In silico design of novel hERG-neutral sildenafil-like PDE5 inhibitors


Kayık G., Tüzün N. , Durdagi S.

JOURNAL OF BIOMOLECULAR STRUCTURE & DYNAMICS, cilt.35, ss.2830-2852, 2017 (SCI İndekslerine Giren Dergi) identifier identifier

  • Cilt numarası: 35 Konu: 13
  • Basım Tarihi: 2017
  • Doi Numarası: 10.1080/07391102.2016.1231634
  • Dergi Adı: JOURNAL OF BIOMOLECULAR STRUCTURE & DYNAMICS
  • Sayfa Sayıları: ss.2830-2852

Özet

Cyclic nucleotide phosphodiesterase enzymes (PDEs) have functions in regulating the levels of intracellular second messengers, 3, 5-cyclic adenosine monophosphate (cAMP) and 3, 5-cyclic guanosine monophosphate (cGMP), via hydrolysis and decomposing mechanisms in cells. They take essential roles in modulating various cellular activities such as memory and smooth muscle functions. PDE type 5 (PDE5) inhibitors enhance the vasodilatory effects of cGMP in the corpus cavernosum and they are used to treat erectile dysfunction. Patch clamp experiments showed that the IC50 values of the human ether-a-go-go-related gene (hERG1) potassium (K) ion channel blocking affinity of PDE5 inhibitors sildenafil, vardenafil, and tadalafil as 33, 12, and 100M, respectively. hERG1 channel is responsible for the regulation of the action potential of human ventricular myocyte by contributing the rapid component of delayed rectifier K+ current (I-Kr) component of the cardiac action potential. In this work, interaction patterns and binding affinity predictions of selected PDE5 inhibitors against the hERG1 channel are studied. It is attempted to develop PDE5 inhibitor analogs with lower binding affinity to hERG1 ion channel while keeping their pharmacological activity against their principal target PDE5 using in silico methods. Based on detailed analyses of docking poses and predicted interaction energies, novel analogs of PDE5 inhibitors with lower predicted binding affinity to hERG1 channels without loosing their principal target activity were proposed. Moreover, molecular dynamics (MD) simulations and post-processing MD analyses (i.e.
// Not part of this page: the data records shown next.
//! Machine-cycle costs of instructions.
//!
//! Costs are static per mnemonic and operand shape, and do not depend on machine state
//! (e.g., whether a branch is taken).
//!
//! The core instruction set (moves, `ADD`/`SUBB`, `INC`/`DEC`, bit set/clear, jumps, calls,
//! `DJNZ`, stack operations) uses a fixed simulator table, which is not the datasheet's:
//! - a `MOV` costs 2 cycles unless it is `A`/`Rn` with an immediate, `A`/`Rn` or `Rn`/`A`
//! - `ADD`, `ADDC`, and `SUBB` cost 2 cycles with a direct or indirect source
//! - `DJNZ Rn` and `INC DPTR` cost 1 cycle
//!
//! The remaining instructions (`MUL`, `DIV`, conditional jumps, logic operations)
//! use the classic datasheet counts.

use crate::ast::{Mnemonic, Operand};

/// The number of machine cycles an instruction takes.
///
/// Unrecognized mnemonics take 1 cycle.
pub fn cost(mnemonic: &Mnemonic, operands: &[Operand]) -> u32 {
    use Mnemonic::*;

    let dst = operands.first();
    let src = operands.get(1);

    match mnemonic {
        SJMP | LJMP | AJMP | ACALL | LCALL | RET | RETI | PUSH | POP => 2,

        MOV => match (dst, src) {
            (Some(Operand::Acc), Some(Operand::Imm(_) | Operand::Reg(_))) => 1,
            (Some(Operand::Reg(_)), Some(Operand::Imm(_) | Operand::Acc)) => 1,
            _ => 2,
        },

        ADD | ADDC | SUBB => match src {
            Some(Operand::Imm(_) | Operand::Reg(_)) => 1,
            _ => 2,
        },

        DJNZ => match dst {
            Some(Operand::Reg(_)) => 1,
            _ => 2,
        },

        MUL | DIV => 4,

        JMP | CALL
        | JC | JNC | JZ | JNZ | JB | JNB | JBC | CJNE => 2,

        ANL | ORL | XRL => match (dst, src) {
            (Some(Operand::Direct(_)), Some(Operand::Imm(_))) => 2,
            (Some(d), _) if d.is_carry() => 2,
            _ => 1,
        },

        _ => 1,
    }
}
Molecular Mechanics/Generalized Born Surface Area calculations) were performed. Detailed analysis of molecular simulations helped us to better understand the PDE5 inhibitor-target binding interactions in the atomic level. Results of this study can be useful for designing of novel and safe PDE5 inhibitors with enhanced activity and other tailored properties.